Linear vs Non-Linear Classification

Two subsets are said to be linearly separable if there exists a hyperplane that separates the elements of each set in a way that all elements of one set resides on the opposite side of the hyperplane from the other set. In 2D plotting, we can depict this through a separation line, and in 3D plotting through a hyperplane.

By definition Linear Separability is defined:

Two sets $H = { H^1,\cdots,H^h } \subseteq \mathbb{R}^d$ and $M = { M^1,\cdots,M^m } \subseteq \mathbb{R}^d$ are said to be linearly separable if $\exists a \in \mathbb{R}^n$, $b \in \mathbb{R} : H \subseteq { x \in \mathbb{R}^n : a^T x > b }$ and $M \subseteq { x \in \mathbb{R}^n : a^Tx \leq b }$ 1

In simple words, the expression above states that H and M are linearly separable if there exists a hyperplane that completely separates the elements of [latex]H [/latex] and elements of $M$.

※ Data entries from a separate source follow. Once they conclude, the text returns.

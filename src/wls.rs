//! # Weighted least squares disparity filter
//!
//! This module provides an edge-preserving disparity filter guided by the base view. Each
//! disparity is weighted by a left-right consistency confidence, and both the weighted disparity
//! and the confidence are smoothed with the fast global smoother of
//! ("Fast Global Image Smoothing Based on Weighted Least Squares")[https://doi.org/10.1109/TIP.2014.2366600].
//! Their ratio is the filtered disparity, so unreliable pixels are filled in from reliable
//! neighbours which look alike in the guide.

// -----------------------------------------------------------------------------------------------
// IMPORTS
// -----------------------------------------------------------------------------------------------

use std::time::Instant;

use crate::disparity::{DisparityMap, DISP_SCALE, DISP_SHIFT};
use crate::error::*;
use crate::frame::Plane;
use crate::sgbm::Params;

// -----------------------------------------------------------------------------------------------
// CONSTANTS
// -----------------------------------------------------------------------------------------------

/// Default left-right consistency threshold, in fixed point disparity units.
pub const DEFAULT_LRC_THRESH: i32 = 24;

/// Default smoother iteration count.
pub const DEFAULT_ITERATIONS: u32 = 3;

/// Below this accumulated confidence a pixel has no support and is set to zero.
const MIN_SUPPORT: f32 = 1e-6;

// -----------------------------------------------------------------------------------------------
// DATA STRUCTURES
// -----------------------------------------------------------------------------------------------

/// Filter settings.
#[derive(Debug, Clone, PartialEq)]
pub struct WlsParams {
    /// Regularisation strength; larger values smooth more.
    pub lambda: f64,

    /// Sensitivity of the smoothing to intensity edges in the guide.
    pub sigma_color: f64,

    /// Maximum `|d_left + d_right|`, fixed point, for a pixel to be trusted.
    pub lrc_thresh: i32,

    /// Radius around disparity discontinuities in which the consistency check looks for the best
    /// matching right-based disparity.
    pub depth_discontinuity_radius: u32,

    pub iterations: u32
}

pub struct DisparityWlsFilter {
    params: WlsParams,
    confidence: Vec<f32>
}

/// Filtered disparity in pixels, one value per guide pixel.
#[derive(Debug, Clone, PartialEq)]
pub struct FilteredDisparity {
    data: Vec<f32>,
    width: u32,
    height: u32
}

// -----------------------------------------------------------------------------------------------
// IMPLEMENTATIONS
// -----------------------------------------------------------------------------------------------

impl Default for WlsParams {
    fn default() -> Self {
        Self {
            lambda: 8000.0,
            sigma_color: 3.0,
            lrc_thresh: DEFAULT_LRC_THRESH,
            depth_discontinuity_radius: 1,
            iterations: DEFAULT_ITERATIONS
        }
    }
}

impl DisparityWlsFilter {
    pub fn new(params: WlsParams) -> Self {
        Self {
            params,
            confidence: Vec::new()
        }
    }

    /// Create a filter for maps produced by a matcher with the given parameters.
    ///
    /// The discontinuity radius follows the matcher's block size.
    pub fn for_matcher(matcher: &Params, lambda: f64, sigma_color: f64) -> Self {
        Self::new(WlsParams {
            lambda,
            sigma_color,
            depth_discontinuity_radius: (0.33 * matcher.block_size as f64).ceil() as u32,
            ..WlsParams::default()
        })
    }

    pub fn params(&self) -> &WlsParams {
        &self.params
    }

    /// Confidence of each pixel in the last filtered map, in `[0, 1]`.
    pub fn confidence_map(&self) -> &[f32] {
        &self.confidence
    }

    /// Filter `disp_left` using `guide`, which must be the view `disp_left` is based on.
    ///
    /// When `disp_right` is given, pixels failing the left-right consistency check get no
    /// weight. Otherwise every valid pixel is trusted.
    pub fn filter(
        &mut self,
        disp_left: &DisparityMap,
        guide: &Plane,
        disp_right: Option<&DisparityMap>
    ) -> Result<FilteredDisparity> {
        check_dims("left", disp_left, guide)?;
        if let Some(right) = disp_right {
            check_dims("right", right, guide)?;
        }

        let start = Instant::now();
        let (width, height) = guide.dimensions();

        self.confidence = match disp_right {
            Some(right) => consistency_confidence(
                disp_left,
                right,
                self.params.lrc_thresh,
                self.params.depth_discontinuity_radius
            ),
            None => disp_left
                .as_raw()
                .iter()
                .map(|&d| if disp_left.is_valid(d) { 1.0 } else { 0.0 })
                .collect()
        };

        let mut weighted: Vec<f32> = disp_left
            .as_raw()
            .iter()
            .zip(self.confidence.iter())
            .map(|(&d, &c)| match c > 0.0 {
                true => f32::from(d) / DISP_SCALE as f32 * c,
                false => 0.0
            })
            .collect();
        let mut support = self.confidence.clone();

        let smoother = FastGlobalSmoother::new(guide, &self.params);
        smoother.smooth(&mut weighted);
        smoother.smooth(&mut support);

        let data = weighted
            .iter()
            .zip(support.iter())
            .map(|(&num, &den)| if den > MIN_SUPPORT { num / den } else { 0.0 })
            .collect();

        log::debug!(
            "WLS filtered {}x{} disparity in {:?}",
            width,
            height,
            start.elapsed()
        );

        Ok(FilteredDisparity { data, width, height })
    }
}

impl FilteredDisparity {
    pub fn width(&self) -> u32 {
        self.width
    }

    pub fn height(&self) -> u32 {
        self.height
    }

    pub fn get(&self, x: u32, y: u32) -> f32 {
        self.data[(y * self.width + x) as usize]
    }

    pub fn as_raw(&self) -> &[f32] {
        &self.data
    }

    /// Smallest and largest value, or `None` for an empty map.
    pub fn min_max(&self) -> Option<(f32, f32)> {
        self.data.iter().fold(None, |acc, &v| match acc {
            None => Some((v, v)),
            Some((lo, hi)) => Some((lo.min(v), hi.max(v)))
        })
    }
}

/// Separable WLS solver which alternates 1D row and column solves.
struct FastGlobalSmoother<'a> {
    guide: &'a Plane,
    lambda: f64,
    iterations: u32,

    /// Neighbour weight for each absolute guide difference.
    weights: [f64; 256]
}

impl<'a> FastGlobalSmoother<'a> {
    fn new(guide: &'a Plane, params: &WlsParams) -> Self {
        let mut weights = [0.0f64; 256];
        let sigma = params.sigma_color.max(f64::EPSILON);
        for (diff, w) in weights.iter_mut().enumerate() {
            *w = (-(diff as f64) / sigma).exp();
        }

        Self {
            guide,
            lambda: params.lambda,
            iterations: params.iterations.max(1),
            weights
        }
    }

    fn smooth(&self, data: &mut [f32]) {
        let w = self.guide.width() as usize;
        let h = self.guide.height() as usize;
        let guide = self.guide.as_raw();

        let t = self.iterations as i32;
        let mut values = Vec::with_capacity(w.max(h));
        let mut samples = Vec::with_capacity(w.max(h));

        for iter in 0..t {
            // Attenuated lambda, decreasing by 4x per iteration
            let lambda = 1.5 * self.lambda * 4f64.powi(t - iter - 1) / (4f64.powi(t) - 1.0);

            for y in 0..h {
                values.clear();
                samples.clear();
                values.extend(data[y * w..(y + 1) * w].iter().map(|&v| f64::from(v)));
                samples.extend_from_slice(&guide[y * w..(y + 1) * w]);

                self.solve(&mut values, &samples, lambda);

                for (dst, &v) in data[y * w..(y + 1) * w].iter_mut().zip(values.iter()) {
                    *dst = v as f32;
                }
            }

            for x in 0..w {
                values.clear();
                samples.clear();
                values.extend((0..h).map(|y| f64::from(data[y * w + x])));
                samples.extend((0..h).map(|y| guide[y * w + x]));

                self.solve(&mut values, &samples, lambda);

                for (y, &v) in values.iter().enumerate() {
                    data[y * w + x] = v as f32;
                }
            }
        }
    }

    /// Solve `(I + lambda * L) u = f` in place for one scanline with the Thomas algorithm.
    fn solve(&self, f: &mut [f64], guide: &[u8], lambda: f64) {
        let n = f.len();
        if n < 2 {
            return;
        }

        // Weight of the link between sample i and i + 1
        let link: Vec<f64> = guide
            .windows(2)
            .map(|p| lambda * self.weights[(i32::from(p[0]) - i32::from(p[1])).abs() as usize])
            .collect();

        let mut c_prime = vec![0.0f64; n];

        let b0 = 1.0 + link[0];
        c_prime[0] = -link[0] / b0;
        f[0] /= b0;

        for i in 1..n {
            let a = -link[i - 1];
            let right = if i < n - 1 { link[i] } else { 0.0 };
            let b = 1.0 + link[i - 1] + right;
            let m = b - a * c_prime[i - 1];

            c_prime[i] = -right / m;
            f[i] = (f[i] - a * f[i - 1]) / m;
        }

        for i in (0..n - 1).rev() {
            f[i] -= c_prime[i] * f[i + 1];
        }
    }
}

// -----------------------------------------------------------------------------------------------
// FUNCTIONS
// -----------------------------------------------------------------------------------------------

fn check_dims(map_name: &'static str, map: &DisparityMap, guide: &Plane) -> Result<()> {
    if map.dimensions() != guide.dimensions() {
        return Err(Error::Filter {
            map: map_name,
            map_width: map.width(),
            map_height: map.height(),
            guide_width: guide.width(),
            guide_height: guide.height()
        });
    }

    Ok(())
}

/// Pixels whose valid neighbourhood spans more than `thresh` fixed point units.
fn discontinuities(disp: &DisparityMap, radius: u32, thresh: i32) -> Vec<bool> {
    let (width, height) = disp.dimensions();
    let r = radius as i64;
    let mut disc = vec![false; (width * height) as usize];

    for y in 0..height as i64 {
        for x in 0..width as i64 {
            let mut lo = i32::MAX;
            let mut hi = i32::MIN;

            for j in (y - r).max(0)..=(y + r).min(height as i64 - 1) {
                for i in (x - r).max(0)..=(x + r).min(width as i64 - 1) {
                    let v = disp.get(i as u32, j as u32);
                    if disp.is_valid(v) {
                        lo = lo.min(i32::from(v));
                        hi = hi.max(i32::from(v));
                    }
                }
            }

            disc[(y * width as i64 + x) as usize] = lo <= hi && hi - lo > thresh;
        }
    }

    disc
}

/// Binary confidence from the left-right consistency check.
///
/// A left disparity `d` at `x` is consistent when the right-based disparity at `x - d` is close to
/// `-d`. Near discontinuities the best right-based disparity within `radius` columns is used, so
/// occlusion edges are not rejected for being a pixel off.
fn consistency_confidence(
    left: &DisparityMap,
    right: &DisparityMap,
    lrc_thresh: i32,
    radius: u32
) -> Vec<f32> {
    let (width, height) = left.dimensions();
    let disc = discontinuities(left, radius, lrc_thresh);
    let mut conf = vec![0.0f32; (width * height) as usize];

    for y in 0..height {
        for x in 0..width {
            let idx = (y * width + x) as usize;
            let dl = left.get(x, y);
            if !left.is_valid(dl) {
                continue;
            }

            let dl = i32::from(dl);
            let xr = x as i32 - ((dl + DISP_SCALE / 2) >> DISP_SHIFT);
            let reach = if disc[idx] { radius as i32 } else { 0 };

            let best = ((xr - reach)..=(xr + reach))
                .filter(|&i| i >= 0 && i < width as i32)
                .map(|i| right.get(i as u32, y))
                .filter(|&dr| right.is_valid(dr))
                .map(|dr| (dl + i32::from(dr)).abs())
                .min();

            if let Some(diff) = best {
                if diff <= lrc_thresh {
                    conf[idx] = 1.0;
                }
            }
        }
    }

    conf
}

// -----------------------------------------------------------------------------------------------
// TESTS
// -----------------------------------------------------------------------------------------------

#[cfg(test)]
mod tests {
    use super::*;
    use image::{GrayImage, Luma};

    fn constant_pair(width: u32, height: u32, d: i16) -> (DisparityMap, DisparityMap) {
        let mut left = DisparityMap::new(width, height, 0, 16);
        let mut right = DisparityMap::new(width, height, -15, 16);
        for y in 0..height {
            for x in 0..width {
                left.put(x, y, d);
                right.put(x, y, -d);
            }
        }
        (left, right)
    }

    #[test]
    fn mismatched_guide_is_filter_error() {
        let (left, right) = constant_pair(8, 8, 32);
        let guide = GrayImage::new(8, 7);
        let mut filter = DisparityWlsFilter::new(WlsParams::default());

        assert!(matches!(
            filter.filter(&left, &guide, Some(&right)),
            Err(Error::Filter { map: "left", .. })
        ));
    }

    #[test]
    fn mismatched_right_map_is_filter_error() {
        let (left, _) = constant_pair(8, 8, 32);
        let (right, _) = constant_pair(9, 8, 32);
        let guide = GrayImage::new(8, 8);
        let mut filter = DisparityWlsFilter::new(WlsParams::default());

        assert!(matches!(
            filter.filter(&left, &guide, Some(&right)),
            Err(Error::Filter { map: "right", .. })
        ));
    }

    #[test]
    fn consistent_constant_map_is_preserved() {
        let (left, right) = constant_pair(16, 12, 48);
        let guide = GrayImage::from_fn(16, 12, |x, _| Luma([(x * 10) as u8]));
        let mut filter = DisparityWlsFilter::new(WlsParams::default());

        let out = filter.filter(&left, &guide, Some(&right)).unwrap();

        // Columns whose match falls off the right-based map have no confidence
        for (i, &c) in filter.confidence_map().iter().enumerate() {
            assert_eq!(c, if i % 16 < 3 { 0.0 } else { 1.0 });
        }
        for &v in out.as_raw() {
            assert!((v - 3.0).abs() < 1e-3, "value {}", v);
        }
    }

    #[test]
    fn inconsistent_pixels_are_filled_from_neighbours() {
        let (mut left, right) = constant_pair(16, 8, 32);
        left.put(8, 4, 160);
        let guide = GrayImage::from_pixel(16, 8, Luma([100]));
        let mut filter = DisparityWlsFilter::new(WlsParams::default());

        let out = filter.filter(&left, &guide, Some(&right)).unwrap();

        assert_eq!(filter.confidence_map()[(4 * 16 + 8) as usize], 0.0);
        assert!((out.get(8, 4) - 2.0).abs() < 1e-2);
    }

    #[test]
    fn smoothing_stops_at_guide_edges() {
        let mut left = DisparityMap::new(20, 4, 0, 16);
        let right = DisparityMap::new(20, 4, -15, 16);
        for y in 0..4 {
            for x in 0..20 {
                left.put(x, y, if x < 10 { 16 } else { 160 });
            }
        }
        let guide = GrayImage::from_fn(20, 4, |x, _| Luma([if x < 10 { 20 } else { 220 }]));
        let mut filter = DisparityWlsFilter::new(WlsParams::default());

        // Without a right map every valid pixel is trusted
        let out = filter.filter(&left, &guide, None).unwrap();

        assert!((out.get(2, 1) - 1.0).abs() < 0.05);
        assert!((out.get(17, 1) - 10.0).abs() < 0.05);
    }
}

Image source from Sebastian Raschka 1

In the figure above, (A) shows a linear classification problem and (B) shows a non-linear classification problem. In (A) our decision boundary is a linear one that completely separates the blue dots from the green dots. In this scenario several linear classifiers can be implemented.

In (B) our decision boundary is non-linear and we would be using non-linear kernel functions and other non-linear classification algorithms and techniques.

Generally speaking, in Machine Learning and before running any type of classifier, it is important to understand the data we are dealing with to determine which algorithm to start with, and which parameters we need to adjust that are suitable for the task. This brings us to the topic of linear separability and understanding if our problem is linear or non-linear.

As states above, there are several classification algorithms that are designed to separate the data by constructing a linear decision boundary (hyperplane) to divide the classes and with that comes the assumption: that the data is linearly separable. Now, in real world scenarios things are not that easy and data in many cases may not be linearly separable and thus non-linear techniques are applied. Without digging too deep, the decision of linear vs non-linear techniques is a decision the data scientist need to make based on what they know in terms of the end goal, what they are willing to accept in terms of error, the balance between model complexity and generalization, bias-variance tradeoff ..etc.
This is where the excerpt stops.